Auch wenn keine inhaltlichen Denkstörungen der Wahrnehmung oder Störungen des
Icherlebens gegeben sind, kann es zur Betreuung kommen. Aufgrund eines Falls, der uns
bekannt wurde, wurde gegenüber einem älteren Herrn Betreuung angeordnet, obwohl die
altersentsprechenden kognitiven Leistungen, also formal geordneter Gedankengang, Kritik-
und Urteilsfähigkeit vorhanden waren. Die Verwirrung des älteren Herren passierte nur
dadurch, dass er Medikamente bekam, die zu einem perioperativen Delir führten. Als die
Medikamente abgesetzt worden sind kam es zu einer Wiederherstellung der oben genannten
Funktionen und zur Aufhebung der Betreuung.
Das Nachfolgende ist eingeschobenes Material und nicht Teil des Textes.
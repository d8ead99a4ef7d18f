//! Character stripping for hostnames and checkpoint lists.

/// Remove every character of `charset` from `text`
///
/// Unlike `str::trim_matches` this is not edge trimming: characters in
/// the set are dropped wherever they occur.
///
/// # Example
/// ```
/// use ckpt_discover::parser::strip_all;
/// assert_eq!(strip_all(" a b \n", " \n"), "ab");
/// ```
pub fn strip_all(text: &str, charset: &str) -> String {
    text.chars().filter(|c| !charset.contains(*c)).collect()
}
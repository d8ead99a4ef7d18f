//! Loading descriptor text from a file, stdin or the environment.

use super::models::DescriptorSource;
use crate::utils::error::InputError;
use log::debug;
use std::io::Read;

/// Read the descriptor text from `source`
///
/// # Errors
/// * `InputError::ReadFailed` - file or stdin could not be read
/// * `InputError::MissingEnv` - environment variable not set
/// * `InputError::Empty` - descriptor contains only whitespace
pub fn read_descriptor(source: &DescriptorSource) -> Result<String, InputError> {
    let text = match source {
        DescriptorSource::File(path) => {
            debug!("Reading descriptor from {}", path.display());
            std::fs::read_to_string(path)?
        }
        DescriptorSource::Stdin => {
            debug!("Reading descriptor from stdin");
            let mut text = String::new();
            std::io::stdin().read_to_string(&mut text)?;
            text
        }
        DescriptorSource::Env(var) => {
            debug!("Reading descriptor from ${}", var);
            std::env::var(var).map_err(|_| InputError::MissingEnv(var.clone()))?
        }
    };

    if text.trim().is_empty() {
        return Err(InputError::Empty);
    }

    Ok(text)
}
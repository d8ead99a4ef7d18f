//! Utility modules for configuration and error handling.

pub mod error;
pub mod config;

// Re-export commonly used error types for convenience
pub use error::{InputError, OutputError, TargetError};
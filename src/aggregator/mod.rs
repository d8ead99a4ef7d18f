//! Aggregation of descriptor records into a per-host node table.
//!
//! This module owns:
//! - Host identity assignment (first-seen order)
//! - Slot counter merging across records
//! - Raw checkpoint text per host

pub mod node_table;

// Re-export main types
pub use node_table::{NodeEntry, NodeTable, SlotCounts};
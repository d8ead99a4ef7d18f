//! Per-host node table built from descriptor records.
//!
//! Hosts are kept in first-seen order; that order defines their ids.
//! Alongside each entry the table keeps the raw checkpoint list text,
//! which is what the restart output ultimately carries.

use log::debug;
use serde::{Deserialize, Serialize};
use std::collections::HashMap;

/// Slot counters for one record (or one host after merging)
#[derive(Debug, Clone, Copy, Default, PartialEq, Eq)]
pub struct SlotCounts {
    /// Compute slots
    pub slots: u32,

    /// Daemon and launcher slots
    pub srv_slots: u32,

    /// A launcher image was seen
    pub is_launch: bool,
}

/// A single host of the source cluster
#[derive(Debug, Clone, PartialEq, Eq, Serialize, Deserialize)]
pub struct NodeEntry {
    /// Sequential id in first-seen order
    pub id: u32,

    /// Hostname with whitespace removed
    pub name: String,

    /// Opaque mode token from the first record for this host
    pub mode: String,

    /// Compute slots across all records
    pub slots: u32,

    /// Server slots across all records
    pub srv_slots: u32,

    /// Host carries the job launcher
    pub is_launch: bool,
}

impl NodeEntry {
    /// Total slots on this host
    pub fn total_slots(&self) -> u32 {
        self.slots + self.srv_slots
    }
}

/// Ordered hostname -> node mapping plus raw checkpoint text per host
#[derive(Debug, Clone, Default)]
pub struct NodeTable {
    nodes: Vec<NodeEntry>,
    index: HashMap<String, usize>,
    checkpoints: Vec<String>,
}

impl NodeTable {
    /// Create an empty table
    pub fn new() -> Self {
        Self::default()
    }

    /// Merge one parsed record into the table
    ///
    /// A new hostname takes `*next_id` and advances the counter. A known
    /// hostname accumulates counters, ORs the launcher flag and appends
    /// `ckpts` to its raw text separated by a single space.
    pub fn merge(
        &mut self,
        hostname: String,
        mode: &str,
        counts: SlotCounts,
        ckpts: &str,
        next_id: &mut u32,
    ) {
        if let Some(&pos) = self.index.get(&hostname) {
            let entry = &mut self.nodes[pos];
            entry.slots += counts.slots;
            entry.srv_slots += counts.srv_slots;
            entry.is_launch = entry.is_launch || counts.is_launch;

            let raw = &mut self.checkpoints[pos];
            raw.push(' ');
            raw.push_str(ckpts);

            debug!("Merged record into host {} (id {})", entry.name, entry.id);
        } else {
            let id = *next_id;
            *next_id += 1;

            debug!("New host {} (id {})", hostname, id);

            self.index.insert(hostname.clone(), self.nodes.len());
            self.nodes.push(NodeEntry {
                id,
                name: hostname,
                mode: mode.to_string(),
                slots: counts.slots,
                srv_slots: counts.srv_slots,
                is_launch: counts.is_launch,
            });
            self.checkpoints.push(ckpts.to_string());
        }
    }

    /// Number of distinct hosts
    pub fn len(&self) -> usize {
        self.nodes.len()
    }

    pub fn is_empty(&self) -> bool {
        self.nodes.is_empty()
    }

    /// Look up a host by name
    pub fn get(&self, hostname: &str) -> Option<&NodeEntry> {
        self.index.get(hostname).map(|&pos| &self.nodes[pos])
    }

    /// Raw checkpoint list text recorded for a host
    pub fn checkpoints(&self, hostname: &str) -> Option<&str> {
        self.index
            .get(hostname)
            .map(|&pos| self.checkpoints[pos].as_str())
    }

    /// Iterate entries in insertion order
    pub fn iter(&self) -> impl Iterator<Item = &NodeEntry> {
        self.nodes.iter()
    }

    /// Iterate entries together with their raw checkpoint text
    pub fn iter_with_checkpoints(&self) -> impl Iterator<Item = (&NodeEntry, &str)> {
        self.nodes
            .iter()
            .zip(self.checkpoints.iter().map(String::as_str))
    }

    /// Source nodes ordered by id
    ///
    /// Resource mappers index into this list.
    pub fn sorted_nodes(&self) -> Vec<&NodeEntry> {
        let mut sorted: Vec<&NodeEntry> = self.nodes.iter().collect();
        sorted.sort_by_key(|node| node.id);
        sorted
    }

    /// Compute slots over all hosts
    pub fn total_slots(&self) -> u32 {
        self.nodes.iter().map(|n| n.slots).sum()
    }

    /// Server slots over all hosts
    pub fn total_srv_slots(&self) -> u32 {
        self.nodes.iter().map(|n| n.srv_slots).sum()
    }

    /// First host that carries the job launcher
    pub fn launch_host(&self) -> Option<&NodeEntry> {
        self.nodes.iter().find(|n| n.is_launch)
    }
}

#[cfg(test)]
mod tests {
    use super::*;

    fn counts(slots: u32, srv_slots: u32, is_launch: bool) -> SlotCounts {
        SlotCounts { slots, srv_slots, is_launch }
    }

    #[test]
    fn test_new_hosts_take_sequential_ids() {
        let mut table = NodeTable::new();
        let mut next_id = 0;

        table.merge("n1".to_string(), "X", counts(2, 0, false), "/a /b", &mut next_id);
        table.merge("n2".to_string(), "X", counts(1, 1, true), "/c /d", &mut next_id);

        assert_eq!(next_id, 2);
        assert_eq!(table.len(), 2);
        assert_eq!(table.get("n1").unwrap().id, 0);
        assert_eq!(table.get("n2").unwrap().id, 1);
        assert_eq!(table.checkpoints("n2"), Some("/c /d"));
    }

    #[test]
    fn test_merge_existing_host() {
        let mut table = NodeTable::new();
        let mut next_id = 0;

        table.merge("n1".to_string(), "X", counts(2, 1, true), "/a", &mut next_id);
        table.merge("n1".to_string(), "Y", counts(3, 1, false), "/b", &mut next_id);

        let entry = table.get("n1").unwrap();
        assert_eq!(next_id, 1);
        assert_eq!(entry.slots, 5);
        assert_eq!(entry.srv_slots, 2);
        assert!(entry.is_launch);
        assert_eq!(entry.mode, "X");
        assert_eq!(table.checkpoints("n1"), Some("/a /b"));
    }

    #[test]
    fn test_merge_empty_list_appends_separator() {
        let mut table = NodeTable::new();
        let mut next_id = 0;

        table.merge("n1".to_string(), "X", SlotCounts::default(), "/a", &mut next_id);
        table.merge("n1".to_string(), "X", SlotCounts::default(), "", &mut next_id);

        assert_eq!(table.checkpoints("n1"), Some("/a "));
    }

    #[test]
    fn test_totals_and_launch_host() {
        let mut table = NodeTable::new();
        let mut next_id = 0;

        table.merge("n1".to_string(), "X", counts(4, 0, false), "", &mut next_id);
        table.merge("n2".to_string(), "X", counts(3, 1, true), "", &mut next_id);

        assert_eq!(table.total_slots(), 7);
        assert_eq!(table.total_srv_slots(), 1);
        assert_eq!(table.launch_host().map(|n| n.name.as_str()), Some("n2"));
        assert!(table.get("n3").is_none());
    }
}
//! Output writers for restart placement and node table snapshots.
//!
//! This module handles:
//! - Shell-evaluable placement variables (legacy and new layouts)
//! - JSON snapshots of the parsed node table

pub mod env;
pub mod json;

// Re-export main functions
pub use env::{writeout, writeout_new, writeout_old, OutputFormat};
pub use json::{read_snapshot, snapshot_to_string, write_snapshot};

use crate::utils::error::OutputError;
use std::path::Path;

/// Common path validation for output files
pub fn validate_path(path: &Path) -> Result<(), OutputError> {
    if path.as_os_str().is_empty() {
        return Err(OutputError::InvalidPath("Path is empty".to_string()));
    }

    if path.exists() && path.is_dir() {
        return Err(OutputError::InvalidPath(format!(
            "Path is a directory: {}",
            path.display()
        )));
    }

    Ok(())
}

#[cfg(test)]
mod tests {
    use super::*;

    #[test]
    fn test_validate_path_empty() {
        assert!(validate_path(Path::new("")).is_err());
    }

    #[test]
    fn test_validate_path_directory() {
        let temp_dir = tempfile::tempdir().unwrap();
        assert!(validate_path(temp_dir.path()).is_err());
    }
}
//! Classification of checkpoint images into process roles.
//!
//! A checkpoint image is named after the process it was taken from
//! (`ckpt_<process>_<suffix>.dmtcp`). Resource-manager daemons and job
//! launchers occupy "server" slots; everything else is a compute slot.
//! Matching is plain substring search so decorated names still classify.

use crate::utils::config::{CKPT_MARKER_PREFIX, DAEMON_PROCESS_NAMES, LAUNCHER_PROCESS_NAMES};
use serde::{Deserialize, Serialize};

/// Role of the process a checkpoint image belongs to
#[derive(Debug, Clone, Copy, PartialEq, Eq, Hash, Serialize, Deserialize)]
#[serde(rename_all = "snake_case")]
pub enum SlotRole {
    /// Ordinary application rank
    Compute,
    /// Resource-manager daemon (e.g. `orted`)
    Server,
    /// Server slot that also launches the parallel job
    Launcher,
}

impl SlotRole {
    /// Whether this role occupies a server slot
    pub fn is_server(self) -> bool {
        matches!(self, SlotRole::Server | SlotRole::Launcher)
    }

    /// Whether this role starts the parallel job
    pub fn is_launcher(self) -> bool {
        self == SlotRole::Launcher
    }
}

/// Check whether `basename` carries the marker of any process in `names`
fn has_marker(basename: &str, names: &[&str]) -> bool {
    names
        .iter()
        .any(|name| basename.contains(&format!("{}{}", CKPT_MARKER_PREFIX, name)))
}

/// Classify a checkpoint image basename
///
/// Launcher markers win over daemon markers.
pub fn classify(basename: &str) -> SlotRole {
    if has_marker(basename, LAUNCHER_PROCESS_NAMES) {
        SlotRole::Launcher
    } else if has_marker(basename, DAEMON_PROCESS_NAMES) {
        SlotRole::Server
    } else {
        SlotRole::Compute
    }
}

/// True if the image belongs to a daemon or launcher process
pub fn is_server_slot(basename: &str) -> bool {
    classify(basename).is_server()
}

/// True if the image belongs to a job launcher (`orterun`, `mpiexec`, `mpirun`)
pub fn is_launch_process(basename: &str) -> bool {
    classify(basename).is_launcher()
}

#[cfg(test)]
mod tests {
    use super::*;

    #[test]
    fn test_classify_roles() {
        assert_eq!(classify("ckpt_orted_1a2b.dmtcp"), SlotRole::Server);
        assert_eq!(classify("ckpt_mpirun_1a2b.dmtcp"), SlotRole::Launcher);
        assert_eq!(classify("ckpt_orterun_77.dmtcp"), SlotRole::Launcher);
        assert_eq!(classify("ckpt_mpiexec.0"), SlotRole::Launcher);
        assert_eq!(classify("ckpt_a.out_1a2b.dmtcp"), SlotRole::Compute);
    }

    #[test]
    fn test_marker_must_follow_prefix() {
        // the bare process name is not enough
        assert!(!is_server_slot("mpirun.dmtcp"));
        assert!(!is_server_slot("ckpt-orted.dmtcp"));
        // decorated names still match
        assert!(is_server_slot("2024_ckpt_orted_host.dmtcp"));
        assert!(is_server_slot("ckpt_ckpt_mpirun"));
    }

    #[test]
    fn test_launcher_implies_server() {
        for name in ["ckpt_orterun", "ckpt_mpiexec.1", "x_ckpt_mpirun_y"] {
            assert!(is_launch_process(name));
            assert!(is_server_slot(name));
        }
        assert!(is_server_slot("ckpt_orted.0"));
        assert!(!is_launch_process("ckpt_orted.0"));
    }
}
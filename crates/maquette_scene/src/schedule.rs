//! Deferred notification scheduling.
//!
//! Lifecycle hooks never run inside a render pass. Renders enqueue tasks
//! here and the stage drains the queue afterwards, so hooks always observe
//! a settled tree. Mounted and register-events notices enqueue in render
//! order; children-rendered notices are parked while any render frame is
//! still on the stack and released when the outermost frame finishes,
//! which puts a descendant's children-rendered notice ahead of its
//! ancestors'.

use std::collections::VecDeque;

use maquette_socle::Identity;

use crate::component::StoreEvent;

/// What a deferred task delivers.
#[derive(Clone, Debug, PartialEq, Eq)]
pub enum Notice {
    Mounted,
    RegisterEvents,
    ChildrenRendered,
    /// Store update whose owner was busy when the write fanned out.
    StoreUpdate(StoreEvent),
}

/// One deferred hook invocation.
#[derive(Clone, Debug, PartialEq, Eq)]
pub struct Task {
    pub owner: Identity,
    pub notice: Notice,
}

/// Task queue plus the render call stack it is sequenced against.
#[derive(Debug, Default)]
pub struct Schedule {
    queue: VecDeque<Task>,
    stack: Vec<Identity>,
    parked: Vec<Task>,
}

impl Schedule {
    pub fn new() -> Self {
        Self::default()
    }

    /// Enqueue a task at the back of the queue.
    pub fn defer(&mut self, owner: Identity, notice: Notice) {
        self.queue.push_back(Task { owner, notice });
    }

    /// Enqueue a children-rendered task. While a render frame is on the
    /// stack the task is parked instead and joins the queue when the
    /// outermost frame finishes.
    pub fn defer_children_rendered(&mut self, owner: Identity) {
        let task = Task { owner, notice: Notice::ChildrenRendered };
        if self.stack.is_empty() {
            self.queue.push_back(task);
        } else {
            self.parked.push(task);
        }
    }

    /// Push a render frame for `identity`.
    pub fn begin_render(&mut self, identity: Identity) {
        self.stack.push(identity);
    }

    /// Pop the current render frame. Leaving the outermost frame releases
    /// every parked task into the queue, in park order.
    pub fn finish_render(&mut self) {
        self.stack.pop();
        if self.stack.is_empty() && !self.parked.is_empty() {
            self.queue.extend(self.parked.drain(..));
        }
    }

    /// Whether `identity` has a render frame on the stack right now.
    pub fn rendering(&self, identity: &Identity) -> bool {
        self.stack.iter().any(|frame| frame == identity)
    }

    /// Current render nesting depth.
    pub fn depth(&self) -> usize {
        self.stack.len()
    }

    /// Take the next runnable task.
    pub fn next_task(&mut self) -> Option<Task> {
        self.queue.pop_front()
    }

    /// Tasks waiting in the queue, parked ones excluded.
    pub fn pending(&self) -> usize {
        self.queue.len()
    }

    /// Tasks parked behind the render stack.
    pub fn parked(&self) -> usize {
        self.parked.len()
    }

    pub fn is_idle(&self) -> bool {
        self.queue.is_empty() && self.parked.is_empty() && self.stack.is_empty()
    }
}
Gerade, und dies soll der Hinweis hier sein,
sind die Medikamente, die der ältere Mensch bekommt, egal ob im Krankenhaus, im
Pflegeheim oder bei der Behandlung in einer Arztpraxis sehr wichtig, um festzustellen, ob
nicht daraus sich eine Verwirrtheit oder eine Betreuungsnotwendigkeit ergibt, die
möglicherweise nur durch die Medikamente hervorgerufen wird. Viele, auch Juristen, die
diese Fälle bearbeiten, übersehen diese Möglichkeit der Aufhebung der Betreuung, die als
erstes in einem Betreuungsverfahren geprüft werden müsste.